├── .gitignore
├── LICENSE.txt
├── README.md
├── requirements.txt
├── zettel_link_rewriter.ini
└── zettel_link_rewriter.py
/.gitignore:
--------------------------------------------------------------------------------
1 | # Covers JetBrains IDEs: IntelliJ, RubyMine, PhpStorm, AppCode, PyCharm, CLion, Android Studio, WebStorm and Rider
2 | # Reference: https://intellij-support.jetbrains.com/hc/en-us/articles/206544839
3 |
4 | # User-specific stuff
5 | .idea/**/workspace.xml
6 | .idea/**/tasks.xml
7 | .idea/**/usage.statistics.xml
8 | .idea/**/dictionaries
9 | .idea/**/shelf
10 |
11 | # Generated files
12 | .idea/**/contentModel.xml
13 |
14 | # Sensitive or high-churn files
15 | .idea/**/dataSources/
16 | .idea/**/dataSources.ids
17 | .idea/**/dataSources.local.xml
18 | .idea/**/sqlDataSources.xml
19 | .idea/**/dynamic.xml
20 | .idea/**/uiDesigner.xml
21 | .idea/**/dbnavigator.xml
22 |
23 | # Gradle
24 | .idea/**/gradle.xml
25 | .idea/**/libraries
26 |
27 | # Gradle and Maven with auto-import
28 | # When using Gradle or Maven with auto-import, you should exclude module files,
29 | # since they will be recreated, and may cause churn.
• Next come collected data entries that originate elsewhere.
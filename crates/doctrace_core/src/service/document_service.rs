//! Document use-case service.
//!
//! # Responsibility
//! - Provide owner-scoped create/list/update/delete entry points.
//! - Trigger catalog resolution after first persist.
//! - Assemble the nested link view for list presentation.
//!
//! # Invariants
//! - Every operation is scoped to the requesting owner, including partial
//!   updates.
//! - Creation succeeds even when the catalog is unavailable; only store
//!   failures abort it.

use std::error::Error;
use std::fmt::{Display, Formatter};

use crate::catalog::CatalogSource;
use crate::model::document::{
    Document, DocumentId, DocumentPatch, DocumentValidationError, NewDocument, OwnerId,
};
use crate::repo::document_repo::{DocumentRepository, RepoError};
use crate::service::link_view::{build_nested_view, DocumentWithLinks, NestedDocument};
use crate::service::resolver::CatalogResolver;

/// Service error for document use-cases.
#[derive(Debug)]
pub enum DocumentServiceError {
    /// Input payload failed validation; resolution was never invoked.
    Validation(DocumentValidationError),
    /// Target document does not exist within the owner's scope.
    DocumentNotFound(DocumentId),
    /// Requesting owner account does not exist.
    UserNotFound(OwnerId),
    /// Identity triple already taken within the owner's scope.
    DuplicateIdentity { owner_id: OwnerId, key: String },
    /// Persistence-layer failure.
    Repo(RepoError),
}

impl Display for DocumentServiceError {
    fn fmt(&self, f: &mut Formatter<'_>) -> std::fmt::Result {
        match self {
            Self::Validation(err) => write!(f, "{err}"),
            Self::DocumentNotFound(id) => write!(f, "document not found: {id}"),
            Self::UserNotFound(id) => write!(f, "user not found: {id}"),
            Self::DuplicateIdentity { owner_id, key } => {
                write!(f, "document `{key}` already exists for owner {owner_id}")
            }
            Self::Repo(err) => write!(f, "{err}"),
        }
    }
}

impl Error for DocumentServiceError {
    fn source(&self) -> Option<&(dyn Error + 'static)> {
        match self {
            Self::Validation(err) => Some(err),
            Self::Repo(err) => Some(err),
            _ => None,
        }
    }
}

impl From<RepoError> for DocumentServiceError {
    fn from(value: RepoError) -> Self {
        match value {
            RepoError::Validation(err) => Self::Validation(err),
            RepoError::NotFound(id) => Self::DocumentNotFound(id),
            RepoError::UserNotFound(id) => Self::UserNotFound(id),
            RepoError::DuplicateIdentity { owner_id, key } => {
                Self::DuplicateIdentity { owner_id, key }
            }
            other => Self::Repo(other),
        }
    }
}

/// Use-case facade over the document store and the external catalog.
pub struct DocumentService<R: DocumentRepository, C: CatalogSource> {
    repo: R,
    catalog: C,
}

impl<R: DocumentRepository, C: CatalogSource> DocumentService<R, C> {
    /// Creates a service from repository and catalog implementations.
    pub fn new(repo: R, catalog: C) -> Self {
        Self { repo, catalog }
    }

    /// Creates one document and resolves it against the catalog.
    ///
    /// # Contract
    /// - Validates the payload before any write.
    /// - Returns the refreshed record, so catalog enrichment applied during
    ///   resolution is visible to the caller.
    pub fn create_document(
        &self,
        owner_id: OwnerId,
        payload: &NewDocument,
    ) -> Result<Document, DocumentServiceError> {
        payload.validate().map_err(DocumentServiceError::Validation)?;

        let document = self.repo.create_document(owner_id, payload)?;
        CatalogResolver::new(&self.catalog, &self.repo).resolve(&document)?;

        let refreshed = self
            .repo
            .get_document(owner_id, document.id)?
            .ok_or(DocumentServiceError::DocumentNotFound(document.id))?;
        Ok(refreshed)
    }

    /// Lists the owner's documents in display order.
    pub fn list_documents(&self, owner_id: OwnerId) -> Result<Vec<Document>, DocumentServiceError> {
        self.repo.list_documents(owner_id).map_err(Into::into)
    }

    /// Lists the owner's documents with direct links expanded into a
    /// nested forest.
    pub fn list_documents_with_links(
        &self,
        owner_id: OwnerId,
    ) -> Result<Vec<NestedDocument>, DocumentServiceError> {
        let documents = self.repo.list_documents(owner_id)?;

        let mut records = Vec::with_capacity(documents.len());
        for document in documents {
            let link_ids = self.repo.direct_link_ids(document.id)?;
            records.push(DocumentWithLinks { document, link_ids });
        }
        Ok(build_nested_view(&records))
    }

    /// Applies a partial update to one of the owner's documents.
    pub fn update_document(
        &self,
        owner_id: OwnerId,
        id: DocumentId,
        patch: &DocumentPatch,
    ) -> Result<Document, DocumentServiceError> {
        self.repo
            .update_document(owner_id, id, patch)
            .map_err(Into::into)
    }

    /// Deletes one of the owner's documents.
    pub fn delete_document(
        &self,
        owner_id: OwnerId,
        id: DocumentId,
    ) -> Result<(), DocumentServiceError> {
        self.repo.delete_document(owner_id, id).map_err(Into::into)
    }

    /// Deletes every document of one owner. Returns the removed count.
    pub fn delete_all_documents(&self, owner_id: OwnerId) -> Result<u64, DocumentServiceError> {
        self.repo.delete_all_documents(owner_id).map_err(Into::into)
    }
}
Uncomment if using
30 | # auto-import.
31 | # .idea/artifacts
32 | # .idea/compiler.xml
33 | # .idea/jarRepositories.xml
34 | .idea/modules.xml
35 | .idea/*.iml
36 | # .idea/modules
37 | # *.iml
38 | # *.ipr
39 |
40 | # CMake
41 | cmake-build-*/
42 |
43 | # Mongo Explorer plugin
44 | .idea/**/mongoSettings.xml
45 |
46 | # File-based project format
47 | *.iws
48 |
49 | # IntelliJ
50 | out/
51 |
52 | # mpeltonen/sbt-idea plugin
53 | .idea_modules/
54 |
55 | # JIRA plugin
56 | atlassian-ide-plugin.xml
57 |
58 | # Cursive Clojure plugin
59 | .idea/replstate.xml
60 |
61 | # Crashlytics plugin (for Android Studio and IntelliJ)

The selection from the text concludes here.